TV shoppers who consider energy efficiency to be a priority could do a lot worse than taking a look at one of Samsung’s new Neo QLED TVs with Mini-LED backlights.


The company reckons that its new TV displays are as much as 11.6% more power efficient than the displays used on older LCD TVs.

That’s according to the company’s own internal research anyhow. Samsung said its 2021 Neo QLED TVs feature Mini-LED technology that uses light-emitting diodes which measure just 1/40th of the size of a traditional LED, enabling much more precise control over brightness and contrast. This, it said, helps to reduce the overall brightness of the screen as it means pixels that don’t need the extra visibility won’t light up.

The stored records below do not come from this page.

//! # Pipeline
//!
//! One iteration of the control loop: read the sensor, convert, sample the
//! inputs, encode and publish.

use tracing::{debug, warn};

use crate::error::Result;
use crate::input::led::Heartbeat;
use crate::input::pins::InputPins;
use crate::input::InputSampler;
use crate::packet::encoder::encode_packet;
use crate::packet::layout::PacketLayout;
use crate::sensor::bus::RegisterBus;
use crate::sensor::convert::SampleConverter;
use crate::sensor::sample::GyroBias;
use crate::sensor::ImuSensor;
use crate::transport::{Frame, TelemetrySink};

/// What happened to one iteration
#[derive(Debug, Clone, Copy, PartialEq, Eq)]
pub enum StepOutcome {
    /// Frame built and delivered
    Sent,
    /// Sensor read failed, nothing was built
    Skipped,
    /// Frame built but the sink rejected it
    Dropped,
}

/// Per-outcome frame counts
#[derive(Debug, Clone, Copy, Default, PartialEq, Eq)]
pub struct StepCounters {
    pub sent: u64,
    pub skipped: u64,
    pub dropped: u64,
}

impl StepCounters {
    /// Total iterations run
    pub fn total(&self) -> u64 {
        self.sent + self.skipped + self.dropped
    }
}

/// Owns every collaborator of the control loop
pub struct Pipeline<B, P> {
    sensor: ImuSensor<B>,
    converter: SampleConverter,
    bias: GyroBias,
    inputs: InputSampler<P>,
    layout: PacketLayout,
    sink: Box<dyn TelemetrySink>,
    heartbeat: Option<Heartbeat>,
    counters: StepCounters,
}

impl<B: RegisterBus, P: InputPins> Pipeline<B, P> {
    /// Assemble a pipeline from an initialized sensor and its calibrated bias
    pub fn new(
        sensor: ImuSensor<B>,
        converter: SampleConverter,
        bias: GyroBias,
        inputs: InputSampler<P>,
        layout: PacketLayout,
        sink: Box<dyn TelemetrySink>,
    ) -> Self {
        Self {
            sensor,
            converter,
            bias,
            inputs,
            layout,
            sink,
            heartbeat: None,
            counters: StepCounters::default(),
        }
    }

    /// Flip `heartbeat` once per iteration
    pub fn with_heartbeat(mut self, heartbeat: Heartbeat) -> Self {
        self.heartbeat = Some(heartbeat);
        self
    }

    /// Run one iteration.
    ///
    /// A recoverable fault while reading skips the iteration; while publishing
    /// it drops the frame. Neither stops the loop.
    ///
    /// # Errors
    ///
    /// Returns any error for which
    /// [`is_recoverable`](crate::error::MotionRemoteError::is_recoverable) is false.
    pub async fn step(&mut self) -> Result<StepOutcome> {
        if let Some(heartbeat) = self.heartbeat.as_mut() {
            heartbeat.toggle();
        }

        let raw = match self.sensor.read_raw_sample() {
            Ok(raw) => raw,
            Err(e) if e.is_recoverable() => {
                warn!("Skipping iteration, sensor read failed: {}", e);
                self.counters.skipped += 1;
                return Ok(StepOutcome::Skipped);
            }
            Err(e) => return Err(e),
        };

        let sample = self.converter.convert(&raw, &self.bias);
        let input = self.inputs.sample();
        let packet = encode_packet(&self.layout, &sample, &input);

        let frame = Frame {
            raw,
            sample,
            input,
            packet,
        };

        match self.sink.publish(&frame).await {
            Ok(()) => {
                self.counters.sent += 1;
                Ok(StepOutcome::Sent)
            }
            Err(e) if e.is_recoverable() => {
                debug!("Dropped frame: {}", e);
                self.counters.dropped += 1;
                Ok(StepOutcome::Dropped)
            }
            Err(e) => Err(e),
        }
    }

    pub fn counters(&self) -> StepCounters {
        self.counters
    }

    pub fn layout(&self) -> &PacketLayout {
        &self.layout
    }

    pub fn bias(&self) -> GyroBias {
        self.bias
    }

    /// Destination description of the sink
    pub fn destination(&self) -> String {
        self.sink.describe()
    }
}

Samsung said this technology, plus its more efficient power supply boards, helps to achieve a 25% total reduction in the energy consumption of its Neo QLED TVs. Further, the company now provides a solar-powered TV remote with its TVs, eliminating the reliance on disposable batteries.

That’s not to say you should immediately throw your existing television onto the scrap heap and rush out to buy a more energy efficient model. TVs can also be environmentally damaging if they’re not scrapped properly. It’s much better to have them recycled, of course.

But for those who do want an environmentally friendly upgrade that will hopefully reduce their electricity bill too, Samsung’s Neo QLED models are certainly an option.


That said, some might decide in favour of an OLED television instead. LG Electronics has also made a big effort to showcase its green credentials in recent years and recently published some impressive numbers regarding OLED’s use of plastic and its potential for recycling.

LG published figures in May that demonstrate how the average 65-inch OLED TV requires just 0.43 kilograms of plastic to be manufactured, versus 5.2 kg of plastic for an LCD TV of the same size. So there’s 12-times less plastic in an OLED TV than an LCD one, it claims. That’s important, LG says, because less plastic consumption translates to fewer harmful substances that are released into the atmosphere. The company said its own scientific analysis shows that OLED TV display panel production results in about 50% fewer emissions of volatile organic compounds than LCD TV panel production.

Another argument for OLED TVs is they’re more recyclable than LCD. LG said in its May disclosure that its latest OLED TV panels have achieved a 92.2% score on its Eco Index, compared to just 72% for LCD TV panels. That’s partly due to its use of recyclable iron, where possible, as well as the reduced amount of plastic.

LG’s Eco Index was first published in 2019 as a way for the company to highlight its efforts at lowering its carbon footprint, and it serves as an indicator that evaluates both recycling rates and checks if any harmful substances are used during the process.

Switzerland-based inspection, verification and testing authority SGS has also highlighted OLED’s eco-friendliness, saying last year that LG’s manufacturing process results in around 50% fewer emissions of total volatile organic compounds than LCD.

And for all Samsung’s claims of the energy-efficiency of its NeO QLED TVs, it’s well known that because OLED TVs don’t use a backlight system due to their self-emissive nature, they too use less energy than regular LCD TVs.

That said, Samsung is making a big effort on other fronts, notably the “Eco-packaging” of its TVs. Last year it announced that all new TVs it sells will be packaged in “eco-friendly corrugated cardboard” that can also be repurposed into useful bits of furniture, such as a kennel for a dog or a cat, or a magazine rack, perhaps. Samsung has various instructions on its website on how to transform its TV packaging.